• _WHAT IS NEEDED_
Line count for "SimTime": give how many lines in the data below contain it, with no other words.

Content starts

//! Snapshot system: builds the complete [`FrameSnapshot`] for a frame.
//!
//! Read-only: never modifies the world or any layer.

use hecs::World;

use sortie_core::components::*;
use sortie_core::constants::*;
use sortie_core::enums::*;
use sortie_core::events::SimEvent;
use sortie_core::math::clamp;
use sortie_core::state::*;
use sortie_core::types::{SimTime, Viewport};

use super::lasers::LaserLayer;
use super::particles::ParticleField;
use crate::ship::ShipController;

/// Everything the snapshot reads besides the world.
pub struct SnapshotSources<'a> {
    pub time: SimTime,
    pub paused: bool,
    pub viewport: Viewport,
    pub ship: &'a ShipController,
    pub lasers: &'a LaserLayer,
    pub particles: &'a ParticleField,
    pub wingman: WingmanView,
}

pub fn build_snapshot(
    world: &World,
    src: SnapshotSources<'_>,
    events: Vec<SimEvent>,
) -> FrameSnapshot {
    let now_ms = src.time.now_ms;
    FrameSnapshot {
        time: src.time,
        paused: src.paused,
        viewport: src.viewport,
        ship: src.ship.view(),
        projectiles: src.lasers.projectile_views(),
        flashes: src.lasers.flash_views(),
        sparks: src.particles.spark_views(),
        fragments: src.particles.fragment_views(),
        targets: build_targets(world, now_ms),
        masked_text: build_masked_text(world),
        wingman: src.wingman,
        events,
    }
}

/// One view per registered target, ordered by key.
fn build_targets(world: &World, now_ms: f64) -> Vec<TargetView> {
    let mut targets: Vec<TargetView> = world
        .query::<(
            &TargetKey,
            &TargetKind,
            &CachedRect,
            &Connected,
            Option<&DamageState>,
            Option<&LetterState>,
        )>()
        .iter()
        .map(|(_, (key, kind, rect, connected, damage, letter))| {
            let damage = damage.copied().unwrap_or_default();
            TargetView {
                key: key.0.clone(),
                kind: *kind,
                rect: rect.0,
                connected: connected.0,
                damage: damage.damage,
                hit_x: damage.hit_x,
                hit_y: damage.hit_y,
                letter: letter.map(|l| letter_view(l, now_ms)),
            }
        })
        .collect();
    targets.sort_by(|a, b| a.key.cmp(&b.key));
    targets
}

fn letter_view(letter: &LetterState, now_ms: f64) -> LetterView {
    let elapsed = now_ms - letter.phase_start_ms;
    let fall_progress = match letter.phase {
        LetterPhase::Falling => clamp(
            (elapsed - letter.params.fall_delay_ms) / LETTER_FALL_ANIM_MS,
            0.0,
            1.0,
        ),
        LetterPhase::Gone | LetterPhase::Healing => 1.0,
        LetterPhase::Intact | LetterPhase::Respawning => 0.0,
    };
    let respawn_progress = match letter.phase {
        LetterPhase::Respawning => clamp(elapsed / LETTER_RESPAWN_ANIM_MS, 0.0, 1.0),
        _ => 0.0,
    };
    LetterView {
        phase: letter.phase,
        flashing: now_ms < letter.flash_until_ms,
        fall_progress,
        respawn_progress,
        drift: letter.params.drift,
        rotation: letter.params.rotation,
    }
}

fn build_masked_text(world: &World) -> Vec<MaskedTextView> {
    let mut views: Vec<MaskedTextView> = world
        .query::<(&TargetKey, &MaskGrid)>()
        .iter()
        .map(|(_, (key, grid))| MaskedTextView {
            key: key.0.clone(),
            cols: grid.cols,
            rows: grid.rows,
            health: grid.health.clone(),
        })
        .collect();
    views.sort_by(|a, b| a.key.cmp(&b.key));
    views
}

Content ends

• _RESPONSE AREA_
2